Immédiatement après avoir commencé le traitement par phénytoïne avec une dose quotidienne de 100 mg, le patient s’est plaint d’une altération du goût, en particulier pour les qualités sucrées. Dix jours plus tard, il recevait une dose quotidienne de 300 mg. Le taux sérique de phénytoïne était de 51 µmol l-1 (fourchette thérapeutique 20-80 µmol l-1). Les enzymes hépatiques (AST et ALT) ont été multipliées par quatre ou cinq. Les taux d’électrolytes (potassium, sodium) étaient normaux. Dans les 5 premiers jours qui ont suivi l’augmentation de la dose, le patient a observé que l’altération du goût s’est aggravée. Cela a perturbé son appétit et a entraîné une perte de poids de 12 kg en 3 mois. Une évaluation qualitative semi-quantitative du goût avec du saccharose, du chlorure de sodium, de l’acide citrique et du chlorhydrate de quinine, qui a été réalisée 6 semaines après le début du traitement par la phénytoïne, a révélé une hypogée sévère pour toutes les qualités de goût. Un trouble du goût n’a pas été retrouvé. Un test olfactif était normal. La morphologie et la sensibilité de la langue étaient normales. Comme le patient, qui n’avait toujours pas de crise, se plaignait d’une grave altération de sa qualité de vie due à la perte du goût, la dose de phénytoïne a été diminuée deux mois plus tard. Cependant, avec une dose quotidienne de 100 mg, l’altération du goût ne s’est améliorée que partiellement, tandis que les enzymes hépatiques sont devenues normales. Deux autres mois plus tard, le traitement à la phénytoïne a été interrompu, tandis que les médicaments concomitants sont restés inchangés. Quatre jours après la prise du dernier comprimé de phénytoïne, la sensation gustative s’est nettement améliorée. Deux mois plus tard, le patient a encore signalé une hypogée partielle, en particulier pour les qualités sucrées. Un examen de contrôle avec le même test semi-quantitatif a confirmé une amélioration seulement partielle par rapport à la première évaluation. Six mois après l’arrêt du traitement par la phénytoïne, le patient a déclaré avoir retrouvé un goût normal.
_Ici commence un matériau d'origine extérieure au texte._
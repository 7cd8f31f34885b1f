//! Shared fixtures for integration tests
#![allow(dead_code)]

use async_trait::async_trait;
use chrono::{TimeZone, Utc};
use negotiation_core::clock::{Clock, ManualClock};
use negotiation_core::config::{RetryConfig, StateMachineConfig};
use negotiation_core::dispatch::{
    NegotiationAck, RemoteMessage, RemoteMessageDispatcher, StaticCallbackResolver,
};
use negotiation_core::error::{DispatchError, StoreResult};
use negotiation_core::events::{NegotiationListener, NegotiationObservable};
use negotiation_core::models::{ContractOffer, Negotiation, NegotiationType, NewNegotiation};
use negotiation_core::orchestration::{RoleDescriptor, StateMachineManager, TransitionContext};
use negotiation_core::retry::RetryProcessor;
use negotiation_core::state_machine::NegotiationState;
use negotiation_core::store::{Criteria, InMemoryNegotiationStore, NegotiationStore};
use parking_lot::Mutex;
use std::collections::VecDeque;
use std::sync::Arc;
use std::time::Duration;

pub const PROTOCOL: &str = "dataspace-protocol-http";
pub const RETRY_DELAY: Duration = Duration::from_secs(2);

/// Ordered log shared by listeners and the store wrapper
pub type EventLog = Arc<Mutex<Vec<String>>>;

/// Dispatcher answering from a script, then with a fallback response
#[derive(Debug)]
pub struct ScriptedDispatcher {
    script: Mutex<VecDeque<Result<NegotiationAck, DispatchError>>>,
    fallback: Result<NegotiationAck, DispatchError>,
    sent: Mutex<Vec<RemoteMessage>>,
}

impl ScriptedDispatcher {
    pub fn succeeding() -> Self {
        Self::with_fallback(Ok(NegotiationAck::default()))
    }

    pub fn failing() -> Self {
        Self::with_fallback(Err(unreachable_error()))
    }

    pub fn with_fallback(fallback: Result<NegotiationAck, DispatchError>) -> Self {
        Self {
            script: Mutex::new(VecDeque::new()),
            fallback,
            sent: Mutex::new(Vec::new()),
        }
    }

    pub fn then(self, response: Result<NegotiationAck, DispatchError>) -> Self {
        self.script.lock().push_back(response);
        self
    }

    pub fn sent(&self) -> Vec<RemoteMessage> {
        self.sent.lock().clone()
    }
}

#[async_trait]
impl RemoteMessageDispatcher for ScriptedDispatcher {
    async fn dispatch(&self, message: RemoteMessage) -> Result<NegotiationAck, DispatchError> {
        self.sent.lock().push(message);
        let scripted = self.script.lock().pop_front();
        scripted.unwrap_or_else(|| self.fallback.clone())
    }
}

pub fn unreachable_error() -> DispatchError {
    DispatchError::Unreachable {
        address: "http://provider/dsp".to_string(),
        reason: "connection refused".to_string(),
    }
}

/// Listener writing every hook into an [`EventLog`]
pub struct RecordingListener {
    log: EventLog,
}

impl RecordingListener {
    pub fn new(log: EventLog) -> Self {
        Self { log }
    }

    fn push(&self, entry: String) {
        self.log.lock().push(entry);
    }
}

impl NegotiationListener for RecordingListener {
    fn pre_transition(&self, _negotiation: &Negotiation, to: NegotiationState) {
        self.push(format!("pre:{to}"));
    }

    fn post_transition(&self, negotiation: &Negotiation, _from: NegotiationState) {
        self.push(format!("post:{}", negotiation.state()));
    }

    fn initiated(&self, _negotiation: &Negotiation) {
        self.push("initiated".to_string());
    }

    fn requested(&self, _negotiation: &Negotiation) {
        self.push("requested".to_string());
    }

    fn agreed(&self, _negotiation: &Negotiation) {
        self.push("agreed".to_string());
    }

    fn finalized(&self, _negotiation: &Negotiation) {
        self.push("finalized".to_string());
    }

    fn terminated(&self, _negotiation: &Negotiation) {
        self.push("terminated".to_string());
    }

    fn failed(&self, _negotiation: &Negotiation, error: &str) {
        self.push(format!("failed:{error}"));
    }
}

/// Store wrapper that logs every save
#[derive(Debug, Clone)]
pub struct RecordingStore {
    inner: InMemoryNegotiationStore,
    log: EventLog,
}

impl RecordingStore {
    pub fn new(inner: InMemoryNegotiationStore, log: EventLog) -> Self {
        Self { inner, log }
    }

    pub fn saves(&self) -> usize {
        self.log.lock().iter().filter(|e| e.starts_with("save:")).count()
    }
}

#[async_trait]
impl NegotiationStore for RecordingStore {
    fn lease_holder(&self) -> &str {
        self.inner.lease_holder()
    }

    async fn next_not_leased(
        &self,
        batch_size: usize,
        criteria: &Criteria,
    ) -> StoreResult<Vec<Negotiation>> {
        self.inner.next_not_leased(batch_size, criteria).await
    }

    async fn save(&self, negotiation: &Negotiation) -> StoreResult<()> {
        self.log.lock().push(format!("save:{}", negotiation.state()));
        self.inner.save(negotiation).await
    }

    async fn break_lease(&self, id: &str) -> StoreResult<()> {
        self.inner.break_lease(id).await
    }

    async fn find_by_id(&self, id: &str) -> StoreResult<Option<Negotiation>> {
        self.inner.find_by_id(id).await
    }

    async fn find_by_correlation_id(
        &self,
        correlation_id: &str,
    ) -> StoreResult<Option<Negotiation>> {
        self.inner.find_by_correlation_id(correlation_id).await
    }

    async fn find_by_id_and_lease(&self, id: &str) -> StoreResult<Option<Negotiation>> {
        self.inner.find_by_id_and_lease(id).await
    }

    async fn find_by_correlation_id_and_lease(
        &self,
        correlation_id: &str,
    ) -> StoreResult<Option<Negotiation>> {
        self.inner.find_by_correlation_id_and_lease(correlation_id).await
    }
}

pub fn manual_clock() -> Arc<ManualClock> {
    Arc::new(ManualClock::new(Utc.with_ymd_and_hms(2024, 6, 1, 12, 0, 0).unwrap()))
}

pub fn offer() -> ContractOffer {
    ContractOffer::new(
        "asset-1",
        "provider",
        serde_json::json!({ "permission": [{ "action": "use" }] }),
    )
}

pub fn new_negotiation(negotiation_type: NegotiationType, clock: &ManualClock) -> Negotiation {
    Negotiation::new(
        NewNegotiation {
            negotiation_type: Some(negotiation_type),
            counter_party_id: "provider".to_string(),
            counter_party_address: "http://provider/dsp".to_string(),
            protocol: PROTOCOL.to_string(),
            contract_offer: Some(offer()),
            ..Default::default()
        },
        clock.now(),
    )
    .unwrap()
}

/// One role's scheduler wired to in-memory collaborators
pub struct Harness {
    pub clock: Arc<ManualClock>,
    pub store: RecordingStore,
    pub dispatcher: Arc<ScriptedDispatcher>,
    pub log: EventLog,
    pub manager: StateMachineManager,
}

impl Harness {
    pub fn new(role: RoleDescriptor, dispatcher: ScriptedDispatcher, max_attempts: u32) -> Self {
        let clock = manual_clock();
        let log: EventLog = Arc::default();
        let store = RecordingStore::new(
            InMemoryNegotiationStore::new("worker-1", Duration::from_secs(60), clock.clone()),
            log.clone(),
        );
        let dispatcher = Arc::new(dispatcher);

        let context = TransitionContext::new(
            Arc::new(store.clone()),
            dispatcher.clone(),
            Arc::new(
                StaticCallbackResolver::new().with_address(PROTOCOL, "http://consumer/callback"),
            ),
            RetryProcessor::new(
                RetryConfig::fixed(max_attempts, RETRY_DELAY),
                Duration::from_secs(5),
            ),
            clock.clone(),
        )
        .with_observable(
            NegotiationObservable::new()
                .with_listener(Arc::new(RecordingListener::new(log.clone()))),
        );

        let manager = StateMachineManager::new(role, Arc::new(context), &state_machine_config());

        Self {
            clock,
            store,
            dispatcher,
            log,
            manager,
        }
    }

    pub async fn seed(&self, negotiation: &Negotiation) {
        self.store.save(negotiation).await.unwrap();
        self.log.lock().clear();
    }

    pub async fn load(&self, id: &str) -> Negotiation {
        self.store.find_by_id(id).await.unwrap().unwrap()
    }

    pub fn events(&self) -> Vec<String> {
        self.log.lock().clone()
    }

    /// Advance past the retry backoff
    pub fn wait_out_backoff(&self) {
        self.clock.advance(RETRY_DELAY);
    }
}

pub fn state_machine_config() -> StateMachineConfig {
    StateMachineConfig {
        batch_size: 10,
        poll_interval_ms: 10,
        lease_duration_ms: 60_000,
    }
}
En raison de l’étroite association temporelle et dose-dépendante entre l’altération du goût et la prise de phénytoïne, nous interprétons l’hypogée temporaire comme étant induite par la phénytoïne. Aucune autre étiologie possible, y compris une maladie du foie, n’a pu être trouvée. Étant donné que les médicaments concomitants à long terme n’ont pas été modifiés et qu’il n’y a pas d’interactions pertinentes connues avec la phénytoïne, nous pensons que la phénytoïne est la cause probable. Comme la perte de goût n’a pas été prononcée immédiatement après l’ablation de la lésion frontopariétale droite, mais s’est exacerbée seulement après l’élévation de la dose de phénytoïne, nous supposons que la procédure chirurgicale elle-même n’est pas non plus susceptible d’avoir été la cause du développement de l’hypogée chez ce patient.

En résumé, notre cas soutient une association causale peu commune entre la réduction du goût et le traitement à la phénytoïne. Il a déjà été suggéré que l’altération du goût peut être un effet indésirable de la phénytoïne , mais cela a été controversé . La phénytoïne est encore largement utilisée dans le monde entier et nous suggérons qu’elle devrait être considérée comme une cause possible de la réduction du goût.